I wired mine to a standard 12v adapter. During test, I used the 12v output from my gaugemaster d series and that worked just as well.
My four tracks will be covered but I do plan on keeping the retaining wall removable to give me access to clean track and recover anything that is misbehaving!
I'm actually ordering a second duel camera for the hidden siding on the other side. I'll have a camera positioned at each end. The heathcote sensors just are not working 100%. One pass it will detect the train perfectly and light up "occupied" on my control panel, on another it won't so I think cameras are the way forward.
Had a little more of a play with the class 58 today.
Really frustrated - Rails of sheffield 8 pin decoder - no directional lights either direction.
Gaugemaster Ruby 8 pin - directional lights both ends when running left, neither when running right
Hornby 8 pin - no directional lights either direction.

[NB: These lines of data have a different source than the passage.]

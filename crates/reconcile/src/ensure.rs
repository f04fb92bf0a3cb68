//! Low-level convergence of one entity.
//!
//! All writes funnel through the [`Reconciler`]: check mode
//! short-circuits them, every change is recorded for diff output, and
//! responses that turn out to be asynchronous tasks are awaited before
//! the run continues.

use apikit::{Client, Method, Scope, TaskOptions, tasks};
use serde_json::{Map, Value};

use crate::diff;
use crate::error::{Error, Result};
use crate::spec::{DesiredState, EntitySpec};
use crate::types::{DiffEntry, Outcome, State};

/// Applies desired entity state to the server.
pub struct Reconciler<'a> {
    client: &'a dyn Client,
    check_mode: bool,
    task_options: TaskOptions,
    changed: bool,
    diff: Vec<DiffEntry>,
}

impl<'a> Reconciler<'a> {
    /// Reconciler writing through the given client. In check mode no
    /// write ever reaches the client; everything else behaves the same.
    pub fn new(client: &'a dyn Client, check_mode: bool) -> Self {
        Self {
            client,
            check_mode,
            task_options: TaskOptions::default(),
            changed: false,
            diff: Vec::new(),
        }
    }

    /// Replace the task polling options used for asynchronous writes.
    #[must_use]
    pub fn with_task_options(mut self, options: TaskOptions) -> Self {
        self.task_options = options;
        self
    }

    /// Whether any write was performed or would be performed.
    pub fn changed(&self) -> bool {
        self.changed
    }

    /// The writes recorded so far.
    pub fn diff(&self) -> &[DiffEntry] {
        &self.diff
    }

    /// Consume the reconciler, keeping the recorded writes.
    pub fn into_diff(self) -> Vec<DiffEntry> {
        self.diff
    }

    /// Converge one entity to `state`.
    ///
    /// `current` is the entity as the server has it, if it exists.
    /// Returns what happened and the entity afterwards: the server's
    /// record, a fabricated one in check mode, or `None` when absent.
    pub fn ensure(
        &mut self,
        resource: &str,
        spec: &EntitySpec,
        desired: &DesiredState,
        current: Option<Value>,
        state: State,
        scope: &Scope,
    ) -> Result<(Outcome, Option<Value>)> {
        match (state, current) {
            (State::Absent, None) => Ok((Outcome::Unchanged, None)),
            (State::Absent, Some(current)) => {
                self.delete(resource, spec, current, scope)?;
                Ok((Outcome::Deleted, None))
            }
            (State::Present | State::PresentWithDefaults, None) => {
                let created = self.create(resource, spec, desired, scope)?;
                Ok((Outcome::Created, Some(created)))
            }
            (State::Present, Some(current)) => self.update(resource, spec, desired, current, scope),
            (State::PresentWithDefaults, Some(current)) => Ok((Outcome::Unchanged, Some(current))),
        }
    }

    /// Converge the children owned by a parent to exactly the desired
    /// list: present ones are created or updated, others deleted.
    ///
    /// A freshly created parent cannot own children yet, so the server
    /// listing is skipped when `parent_is_new`.
    pub fn ensure_nested(
        &mut self,
        resource: &str,
        item_spec: &EntitySpec,
        desired_items: &[Value],
        parent: (&str, &str),
        parent_is_new: bool,
    ) -> Result<()> {
        let scope = Scope::new().route(parent.0, parent.1);
        let mut current: Vec<Value> = if parent_is_new || self.fabricated(parent.1) {
            Vec::new()
        } else {
            self.client.list(resource, None, &scope)?
        };
        for item in desired_items {
            let Some(attributes) = item.as_object() else {
                return Err(Error::validation(format!(
                    "{resource} items must be mappings"
                )));
            };
            let desired = item_spec.nested_item(attributes)?;
            let name = desired.get("name").and_then(Value::as_str).unwrap_or_default();
            let position = current
                .iter()
                .position(|record| record.get("name").and_then(Value::as_str) == Some(name));
            let existing = position.map(|index| current.swap_remove(index));
            self.ensure(resource, item_spec, &desired, existing, State::Present, &scope)?;
        }
        for leftover in current {
            self.ensure(
                resource,
                item_spec,
                &Map::new(),
                Some(leftover),
                State::Absent,
                &scope,
            )?;
        }
        Ok(())
    }

    /// Invoke a named member action as a write: check mode skips the
    /// call and returns `None`, task responses are awaited.
    pub fn run_action(
        &mut self,
        resource: &str,
        id: &str,
        name: &str,
        method: Method,
        payload: Map<String, Value>,
    ) -> Result<Option<Value>> {
        self.changed = true;
        log::info!("running {name} on {resource} {id}");
        if self.check_mode {
            return Ok(None);
        }
        let response = self.client.action(resource, id, name, method, payload)?;
        self.await_task(response).map(Some)
    }

    fn create(
        &mut self,
        resource: &str,
        spec: &EntitySpec,
        desired: &DesiredState,
        scope: &Scope,
    ) -> Result<Value> {
        let payload = diff::flatten(spec, desired);
        self.record(resource, Map::new(), payload.clone());
        self.changed = true;
        log::info!("creating {resource}");
        if self.check_mode {
            let mut fabricated = payload;
            fabricated.insert("id".to_string(), Value::from(-1));
            return Ok(Value::Object(fabricated));
        }
        let created = self.client.create(resource, payload, scope)?;
        self.await_task(created)
    }

    fn update(
        &mut self,
        resource: &str,
        spec: &EntitySpec,
        desired: &DesiredState,
        current: Value,
        scope: &Scope,
    ) -> Result<(Outcome, Option<Value>)> {
        let id = diff::id_of(&current)?;
        let Value::Object(mut current_map) = current else {
            return Err(Error::Api(apikit::Error::InvalidResponse(
                format!("{resource} record is not an object"),
            )));
        };
        let changes = diff::changeset(spec, desired, &current_map);
        if changes.is_empty() {
            log::debug!("{resource} {id} already converged");
            return Ok((Outcome::Unchanged, Some(Value::Object(current_map))));
        }
        let current_flat = diff::flatten(spec, &current_map);
        let mut before = Map::new();
        for key in changes.keys() {
            before.insert(
                key.clone(),
                current_flat.get(key).cloned().unwrap_or(Value::Null),
            );
        }
        self.record(resource, before, changes.clone());
        self.changed = true;
        log::info!("updating {resource} {id}");
        if self.check_mode {
            for (key, value) in changes {
                current_map.insert(key, value);
            }
            return Ok((Outcome::Updated, Some(Value::Object(current_map))));
        }
        let updated = self.client.update(resource, &id, changes, scope)?;
        let updated = self.await_task(updated)?;
        Ok((Outcome::Updated, Some(updated)))
    }

    fn delete(
        &mut self,
        resource: &str,
        spec: &EntitySpec,
        current: Value,
        scope: &Scope,
    ) -> Result<()> {
        let id = diff::id_of(&current)?;
        let before = current
            .as_object()
            .map(|record| diff::flatten(spec, record))
            .unwrap_or_default();
        self.record(resource, before, Map::new());
        self.changed = true;
        log::info!("deleting {resource} {id}");
        if self.check_mode {
            return Ok(());
        }
        let response = self.client.delete(resource, &id, scope)?;
        self.await_task(response)?;
        Ok(())
    }

    fn await_task(&self, response: Value) -> Result<Value> {
        if tasks::is_task(&response) {
            log::info!("waiting for server task to finish");
            Ok(tasks::wait_for_task(self.client, response, &self.task_options)?)
        } else {
            Ok(response)
        }
    }

    fn record(&mut self, resource: &str, before: Map<String, Value>, after: Map<String, Value>) {
        self.diff.push(DiffEntry {
            resource: resource.to_string(),
            before: Value::Object(before),
            after: Value::Object(after),
        });
    }

    // Check-mode creations fabricate id -1; children of such a parent
    // cannot be listed from the server.
    fn fabricated(&self, parent_id: &str) -> bool {
        self.check_mode && parent_id == "-1"
    }
}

DCC Concepts Zen - perfect! directional lights in both directions! Job done…. or not, this chip directly sits too high in the decoder slot and the body won't fit back on!
Can't make it up!
I need to work out how to use the ecos and see what the CV settings are for the zen and then replicate on one of the other chips which have the wired bit between 8pin slot and decoder.
Last edit: by 1867Adelphi
One day I'll settle on a trackplan….
but likelihood is it won't be today!
but likelihood is it won't be today!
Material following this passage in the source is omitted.